Muhammad Toure was born in the mid-1400s in Senegal and was said to be in the bloodline of the Soniki people within the Songhai Empire. Little is known about Toure’s life before he gained military fame, but he gained his fame through a number of legendary victories on the battlefield. There are scholarly debates over Muhammad Toure being a part of the ruling family of Songhai or not. What we do know is during the time of Toure’s rise to fame Sonni Ali Ber was the Emperor and Founder of the Songhai Empire. Toure served as the Chief Minister to Sonni Ali until Ali’s death in 1492. Ali was succeeded by his son Abu Bakr Da’u aka Sonni Baru. Sonni Baru would only rule Songhai for one year or less because of a coup d’état led by Muhammad Toure, which was followed by Toure naming himself the Emperor of Songhai. Muhammad Toure had plans to expand the Songhai Empire, but he first had to start by reorganizing his empire, equipping it to thrive during its expansion. Toure created new positions for his ruling counsel and appointed family members and the people he trusted the most to the positions. In a strategic move to solidify his empire, he married his daughters and nieces to the prominent men and officials of the kingdoms of the Songhai Empire. Songhai expanded so rapidly that it is known as the largest empire in the history of the continent of Africa, covering 1.4 million square kilometers.

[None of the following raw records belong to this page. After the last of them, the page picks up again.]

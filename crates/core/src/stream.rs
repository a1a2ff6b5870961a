// Copyright 2025 Ollamometer Contributors
// SPDX-License-Identifier: Apache-2.0

//! Snapshot-and-diff progress feed.
//!
//! A [`ProgressStream`] turns the tracker's mutable state into an ordered
//! sequence of [`ProgressEvent`]s for one observer:
//!
//! 1. read a snapshot;
//! 2. if it equals the last emitted one, wait and retry without emitting;
//! 3. otherwise emit it and make it the new baseline;
//! 4. after a terminal snapshot, wait a short grace period and end.
//!
//! Waiting wakes on the tracker's transition feed, with the poll interval as
//! an upper bound, so observers see changes without poll latency while the
//! diff still coalesces bursts.
//!
//! # Example
//!
//! ```ignore
//! use futures::StreamExt;
//!
//! let mut events = ProgressStream::new(tracker.clone(), StreamSettings::default()).into_stream();
//! while let Some(event) = events.next().await {
//!     println!("{}", event.to_sse_data()?);
//! }
//! ```

use std::time::Duration;

use futures::Stream;
use serde::{Deserialize, Serialize};
use tokio::sync::broadcast;

use crate::progress::{OperationState, ProgressTracker};

/// Marker serialized as the `status` of an idle event.
#[derive(Debug, Clone, Copy, PartialEq, Eq, Serialize, Deserialize)]
#[serde(rename_all = "lowercase")]
pub enum IdleStatus {
    /// No operation exists
    Idle,
}

/// One discrete event emitted to an observer.
#[derive(Debug, Clone, PartialEq, Serialize, Deserialize)]
#[serde(untagged)]
pub enum ProgressEvent {
    /// No operation exists; serialized as `{"status":"idle"}`.
    Idle {
        /// Always [`IdleStatus::Idle`]
        status: IdleStatus,
    },
    /// Snapshot of the current operation.
    State(OperationState),
}

impl ProgressEvent {
    /// The idle event.
    pub fn idle() -> Self {
        ProgressEvent::Idle {
            status: IdleStatus::Idle,
        }
    }

    fn from_snapshot(snapshot: Option<OperationState>) -> Self {
        match snapshot {
            Some(state) => ProgressEvent::State(state),
            None => ProgressEvent::idle(),
        }
    }

    /// Whether this event carries a terminal status.
    pub fn is_terminal(&self) -> bool {
        match self {
            ProgressEvent::Idle { .. } => false,
            ProgressEvent::State(state) => state.is_terminal(),
        }
    }

    /// Whether this is the idle event.
    pub fn is_idle(&self) -> bool {
        matches!(self, ProgressEvent::Idle { .. })
    }

    /// JSON payload for a server-sent-events `data:` line.
    pub fn to_sse_data(&self) -> serde_json::Result<String> {
        serde_json::to_string(self)
    }
}

/// Timing and termination knobs for a [`ProgressStream`].
#[derive(Debug, Clone, Copy, PartialEq, Eq)]
pub struct StreamSettings {
    /// Upper bound between two reads when no transition is signalled
    pub poll_interval: Duration,
    /// Delay between a terminal event and the end of the stream
    pub terminal_grace: Duration,
    /// End the stream after emitting an idle event
    pub idle_terminates: bool,
}

impl Default for StreamSettings {
    fn default() -> Self {
        Self {
            poll_interval: Duration::from_millis(500),
            terminal_grace: Duration::from_secs(2),
            idle_terminates: true,
        }
    }
}

#[derive(Debug, Clone, Copy, PartialEq, Eq)]
enum Phase {
    Watching,
    Closing,
    Done,
}

/// Per-observer progress feed over a [`ProgressTracker`].
#[derive(Debug)]
pub struct ProgressStream {
    tracker: ProgressTracker,
    settings: StreamSettings,
    wake: broadcast::Receiver<OperationState>,
    last: Option<Option<OperationState>>,
    phase: Phase,
}

impl ProgressStream {
    /// Create a stream for one observer.
    pub fn new(tracker: ProgressTracker, settings: StreamSettings) -> Self {
        let wake = tracker.subscribe();
        Self {
            tracker,
            settings,
            wake,
            last: None,
            phase: Phase::Watching,
        }
    }

    /// Next event, or `None` once the stream has ended.
    pub async fn next_event(&mut self) -> Option<ProgressEvent> {
        loop {
            match self.phase {
                Phase::Done => return None,
                Phase::Closing => {
                    tokio::time::sleep(self.settings.terminal_grace).await;
                    self.phase = Phase::Done;
                    return None;
                }
                Phase::Watching => {}
            }

            let snapshot = self.tracker.read();
            if self.last.as_ref() != Some(&snapshot) {
                self.last = Some(snapshot.clone());
                let event = ProgressEvent::from_snapshot(snapshot);
                if event.is_terminal() || (event.is_idle() && self.settings.idle_terminates) {
                    self.phase = Phase::Closing;
                }
                return Some(event);
            }

            self.wait_for_change().await;
        }
    }

    async fn wait_for_change(&mut self) {
        tokio::select! {
            received = self.wake.recv() => {
                if let Err(broadcast::error::RecvError::Closed) = received {
                    // Tracker gone: fall back to plain polling.
                    tokio::time::sleep(self.settings.poll_interval).await;
                }
            }
            _ = tokio::time::sleep(self.settings.poll_interval) => {}
        }
    }

    /// Adapt into a [`futures::Stream`].
    pub fn into_stream(self) -> impl Stream<Item = ProgressEvent> + Send {
        futures::stream::unfold(self, |mut stream| async move {
            stream.next_event().await.map(|event| (event, stream))
        })
    }
}

#[cfg(test)]
mod tests {
    use super::*;
    use crate::progress::{OperationKind, OperationStatus, ProgressUpdate};
    use futures::StreamExt;

    fn fast() -> StreamSettings {
        StreamSettings {
            poll_interval: Duration::from_millis(10),
            terminal_grace: Duration::from_millis(1),
            idle_terminates: true,
        }
    }

    #[tokio::test]
    async fn test_idle_stream_emits_once_and_ends() {
        let tracker = ProgressTracker::new();
        let events: Vec<ProgressEvent> = ProgressStream::new(tracker, fast())
            .into_stream()
            .collect()
            .await;
        assert_eq!(events, vec![ProgressEvent::idle()]);
    }

    #[tokio::test]
    async fn test_idle_stream_keeps_polling_when_configured() {
        let tracker = ProgressTracker::new();
        let settings = StreamSettings {
            idle_terminates: false,
            ..fast()
        };
        let mut stream = ProgressStream::new(tracker.clone(), settings);

        assert_eq!(stream.next_event().await, Some(ProgressEvent::idle()));

        tracker.start(OperationKind::Pull, "m", 0);
        let event = stream.next_event().await.unwrap();
        assert!(matches!(event, ProgressEvent::State(ref s) if s.kind == OperationKind::Pull));
    }

    #[tokio::test]
    async fn test_identical_snapshots_are_not_repeated() {
        let tracker = ProgressTracker::new();
        tracker.start(OperationKind::Benchmark, "x", 2);
        let mut stream = ProgressStream::new(tracker.clone(), fast());

        let first = stream.next_event().await.unwrap();
        assert!(matches!(first, ProgressEvent::State(ref s) if s.is_running()));

        // Nothing changed: the stream must not produce a second event.
        let pending =
            tokio::time::timeout(Duration::from_millis(60), stream.next_event()).await;
        assert!(pending.is_err());

        tracker.update(ProgressUpdate::new("moved").completed(1));
        let second = stream.next_event().await.unwrap();
        assert!(matches!(second, ProgressEvent::State(ref s) if s.message == "moved"));
    }

    #[tokio::test]
    async fn test_terminal_event_is_last_and_unique() {
        let tracker = ProgressTracker::new();
        tracker.start(OperationKind::Benchmark, "x", 1);
        let stream = ProgressStream::new(tracker.clone(), fast()).into_stream();

        let worker = {
            let tracker = tracker.clone();
            tokio::spawn(async move {
                tokio::time::sleep(Duration::from_millis(20)).await;
                tracker.update(ProgressUpdate::new("halfway").completed(1));
                tokio::time::sleep(Duration::from_millis(20)).await;
                tracker.complete("done");
            })
        };

        let events: Vec<ProgressEvent> = stream.collect().await;
        worker.await.unwrap();

        let terminal: Vec<&ProgressEvent> = events.iter().filter(|e| e.is_terminal()).collect();
        assert_eq!(terminal.len(), 1);
        assert!(events.last().unwrap().is_terminal());
        match events.last().unwrap() {
            ProgressEvent::State(state) => assert_eq!(state.status, OperationStatus::Complete),
            other => panic!("unexpected final event: {:?}", other),
        }
    }

    #[tokio::test]
    async fn test_stream_over_finished_operation_emits_terminal_once() {
        let tracker = ProgressTracker::new();
        tracker.start(OperationKind::Benchmark, "x", 1);
        tracker.cancel();

        let events: Vec<ProgressEvent> = ProgressStream::new(tracker, fast())
            .into_stream()
            .collect()
            .await;
        assert_eq!(events.len(), 1);
        assert!(events[0].is_terminal());
    }

    #[test]
    fn test_idle_event_wire_format() {
        assert_eq!(
            ProgressEvent::idle().to_sse_data().unwrap(),
            r#"{"status":"idle"}"#
        );
    }
}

Toure wanted his empire to reflect two main things, being an Islamic empire and being an educated empire. Scholars say that other religious and spiritual paths were practiced in Songhai but Islam was declared the official religion. Timbuktu was one of Songhai’s universities and its reputation as one of the world’s leading educational centers grew under the rule of Muhammad Toure. Songhai not only housed one of the world’s leading academic centers, but they were also opening up trade agreements with Asian and European nations, which helped to increase their wealth and expand their empire even more. Toure’s rule of Songhai is known as the “Golden Age” of Muslim Scholarship at Timbuktu, scholars from around the world descended upon Timbuktu to learn. Toure’s rule was also a time when Islamic laws and ways of living began replacing the traditional African laws and ways of living. Toure is known as a well-organized leader, Timbuktu, Jenne, Masina, and Taghaza were the four areas Toure split Songhai into, each area was overseen by a governor who reported directly to Toure.
In 1496, Toure took a pilgrimage to the Islamic holy city of Mecca carrying with him the equivalent of 2.5 billion dollars worth of gold, horseman, and infantrymen. Muhammad Toure became know as Askia The Great after a victory between the years 1493 and 1496. Stories are told that he took the title Askia to mock the daughters of the men he defeated because they declared that Muhammad Toure would never be great. The Askia Dynasty was one of the Songhai Empire’s greatest and most successful dynasties, but like all things, an end must come. As Toure grew older his influence on his people grew weaker. A number of the people grew bitter because of his strict Islamic views, but his greatest threat came from within his own household. A number of Toure’s trusted advisors were killed and his life was in danger. As an old man who was losing his sight and could no longer properly defend himself, he relied heavily on his advisors. His oldest son Musa was responsible for the killings of his advisors. Musa wanted Toure’s throne and nothing would stop him. Musa was eventually able to kill Muhammad Toure and take over as the Emperor of Songhai, but the memory of Muhammad Toure would even outlive the Songhai empire. To Muhammad Toure aka Askia The Great, we proudly stand on your shoulders.